Si tratta di uno dei tanti, oggi diremmo piatti, della cultura contadina più arcaica. E' assolutamente la stessa storia della vostra mesciuia, ma da noi si pronuncia mescià. Nei rapporti e nei censimenti più antichi troviamo la semina dei cereali, in particolare semina promiscua, alternata nelle stagioni; i cicli di semina seguivano le necessità alimentari e i legumi si articolavano con tempi e possibilità di conservazione maggiori. Da noi, nel Tigullio, la mescià è preparata tutto l'anno e servita con dei componenti aggiuntivi, in particolare il cavolo in tutte le sue espressioni di coltivazione e raccolta. Questo piatto, una zuppa, permetteva di dare dei buoni carboidrati con ottime proteine (cereali e fagioli, ceci) un piatto completo e ricco. L'aggiunta di una parte verde, il cavolo, poteva essere intrepretata con altre erbe, in questa stagione dal Prebugiùn.
Con la Dott. Elisabetta Starnini (soprintendenza Archeologica della Liguria) abbiamo tenuto diverse conferenze sul tema, cercando di presentare un nesso tra la cultura contadina più legata a micro territorio e l'archeologia. I risultati sono piuttosto ben leggibili”.

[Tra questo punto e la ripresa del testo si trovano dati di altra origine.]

#![forbid(unsafe_code)]

use anyhow::Context;
use clap::Parser;
use keylight_config::console_log_init;
use keylight_config::KeylightConfig;

mod cli;
mod command;

use command::BuildCommand;
use command::BuildContext;

#[tokio::main]
async fn main() -> anyhow::Result<()> {
    let opt = cli::Opt::parse();
    let config = KeylightConfig::try_new(&opt.config_dir)?;
    console_log_init("keylight", &opt.log_args, &config)?;

    let context = BuildContext::new(&opt, &config);
    let cmd = opt.command.build_command(context);
    cmd.execute()
        .await
        .with_context(|| format!("failed to {}", cmd.description()))
}
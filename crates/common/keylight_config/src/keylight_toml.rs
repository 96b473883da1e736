use crate::ConfigError;
use camino::Utf8Path;
use camino::Utf8PathBuf;
use serde::Deserialize;
use std::collections::HashMap;
use std::fs;
use std::time::Duration;

pub const CONFIG_FILE: &str = "keylight.toml";

/// LED class directory of the System76 three-zone keyboard backlight.
pub const DEFAULT_DEVICE_PATH: &str = "/sys/class/leds/system76::kbd_backlight";

#[derive(Deserialize, Debug, Default, Eq, PartialEq)]
pub struct KeylightConfig {
    #[serde(default)]
    pub broker: BrokerConfig,
    #[serde(default)]
    pub audit: AuditConfig,
    #[serde(default)]
    pub device: DeviceConfig,
    #[serde(default)]
    pub log: HashMap<String, String>,
}

impl KeylightConfig {
    /// Reads `keylight.toml` from the given directory.
    ///
    /// A missing file is not an error: all the settings then have their default values.
    pub fn try_new(config_root: &Utf8Path) -> Result<Self, ConfigError> {
        let config_path = config_root.join(CONFIG_FILE);

        match fs::read_to_string(&config_path) {
            Ok(contents) => {
                toml::from_str(contents.as_str()).map_err(|e| ConfigError::InvalidSyntax {
                    path: config_path,
                    reason: e.to_string(),
                })
            }
            Err(_) => Ok(Self::default()),
        }
    }
}

/// Which message bus the broker is exported on.
#[derive(Deserialize, Debug, Default, Clone, Copy, Eq, PartialEq)]
#[serde(rename_all = "lowercase")]
pub enum BusKind {
    #[default]
    System,
    Session,
}

#[derive(Deserialize, Debug, Eq, PartialEq)]
#[serde(deny_unknown_fields)]
pub struct BrokerConfig {
    #[serde(default)]
    pub bus: BusKind,

    /// When `false`, every remote caller is treated as authorized.
    ///
    /// Only meant for development on the session bus.
    #[serde(default = "BrokerConfig::default_enforce_authorization")]
    pub enforce_authorization: bool,

    #[serde(default = "BrokerConfig::default_authority_timeout_seconds")]
    pub authority_timeout_seconds: u64,
}

impl BrokerConfig {
    pub fn default_enforce_authorization() -> bool {
        true
    }

    pub fn default_authority_timeout_seconds() -> u64 {
        // Long enough for a user to answer an interactive authentication prompt
        600
    }

    pub fn authority_timeout(&self) -> Duration {
        Duration::from_secs(self.authority_timeout_seconds)
    }
}

impl Default for BrokerConfig {
    fn default() -> Self {
        Self {
            bus: BusKind::default(),
            enforce_authorization: BrokerConfig::default_enforce_authorization(),
            authority_timeout_seconds: BrokerConfig::default_authority_timeout_seconds(),
        }
    }
}

#[derive(Deserialize, Debug, Default, Eq, PartialEq)]
#[serde(deny_unknown_fields)]
pub struct AuditConfig {
    /// File receiving a copy of the denied requests, readable by root only.
    pub file: Option<Utf8PathBuf>,
}

#[derive(Deserialize, Debug, Eq, PartialEq)]
#[serde(deny_unknown_fields)]
pub struct DeviceConfig {
    #[serde(default = "DeviceConfig::default_path")]
    pub path: Utf8PathBuf,
}

impl DeviceConfig {
    pub fn default_path() -> Utf8PathBuf {
        Utf8PathBuf::from(DEFAULT_DEVICE_PATH)
    }
}

impl Default for DeviceConfig {
    fn default() -> Self {
        Self {
            path: DeviceConfig::default_path(),
        }
    }
}
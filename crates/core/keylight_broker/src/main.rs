use clap::Parser;

#[tokio::main]
async fn main() -> anyhow::Result<()> {
    let opt = keylight_broker::DaemonOpt::parse();
    keylight_broker::run(opt).await
}
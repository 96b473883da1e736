use crate::BrokerError;
use camino::Utf8Path;
use std::collections::BTreeSet;

/// The control files of the System76 keyboard backlight.
///
/// Supporting new hardware means adding paths here, never loosening the check.
pub const DEFAULT_ALLOW_LIST: &[&str] = &[
    "/sys/class/leds/system76::kbd_backlight/brightness",
    "/sys/class/leds/system76::kbd_backlight/max_brightness",
    "/sys/class/leds/system76::kbd_backlight/color_left",
    "/sys/class/leds/system76::kbd_backlight/color_center",
    "/sys/class/leds/system76::kbd_backlight/color_right",
    "/sys/class/leds/system76::kbd_backlight/color_extra",
];

/// Restricts the broker writes to a fixed set of paths.
///
/// Paths are compared as strings, not as path components: `/sys/class/leds/../leds/...` or a
/// trailing `/` never match. Only the superuser may write elsewhere.
#[derive(Debug, Clone, PartialEq, Eq)]
pub struct PathGuard {
    allowed: BTreeSet<String>,
}

impl Default for PathGuard {
    fn default() -> Self {
        PathGuard::new(DEFAULT_ALLOW_LIST.iter().copied())
    }
}

impl PathGuard {
    pub fn new<P: Into<String>>(paths: impl IntoIterator<Item = P>) -> Self {
        PathGuard {
            allowed: paths.into_iter().map(Into::into).collect(),
        }
    }

    pub fn validate(&self, path: &Utf8Path, caller_is_superuser: bool) -> Result<(), BrokerError> {
        if caller_is_superuser || self.allowed.contains(path.as_str()) {
            Ok(())
        } else {
            Err(BrokerError::PathNotAllowed(path.to_owned()))
        }
    }

    pub fn allowed_paths(&self) -> impl Iterator<Item = &Utf8Path> {
        self.allowed.iter().map(Utf8Path::new)
    }
}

Nel caso di mescia-mes-ciua-misciuia si tratta di grande territorio, separato fra l’altro dal Mare Nostrum, come i romani chiamavano il Mediterraneo. Ma di quasi identiche tecniche di ‘mescolanze’, si tratta. Il mettere insieme, il legare i prodotti di un luogo per ottenere un’alchimia perfettamente in linea far cielo e terra. Traendo dalla terra, quindi, quei prodotti che ne fanno, con un termine moderno, cibo interattivo per il corpo e per l’anima.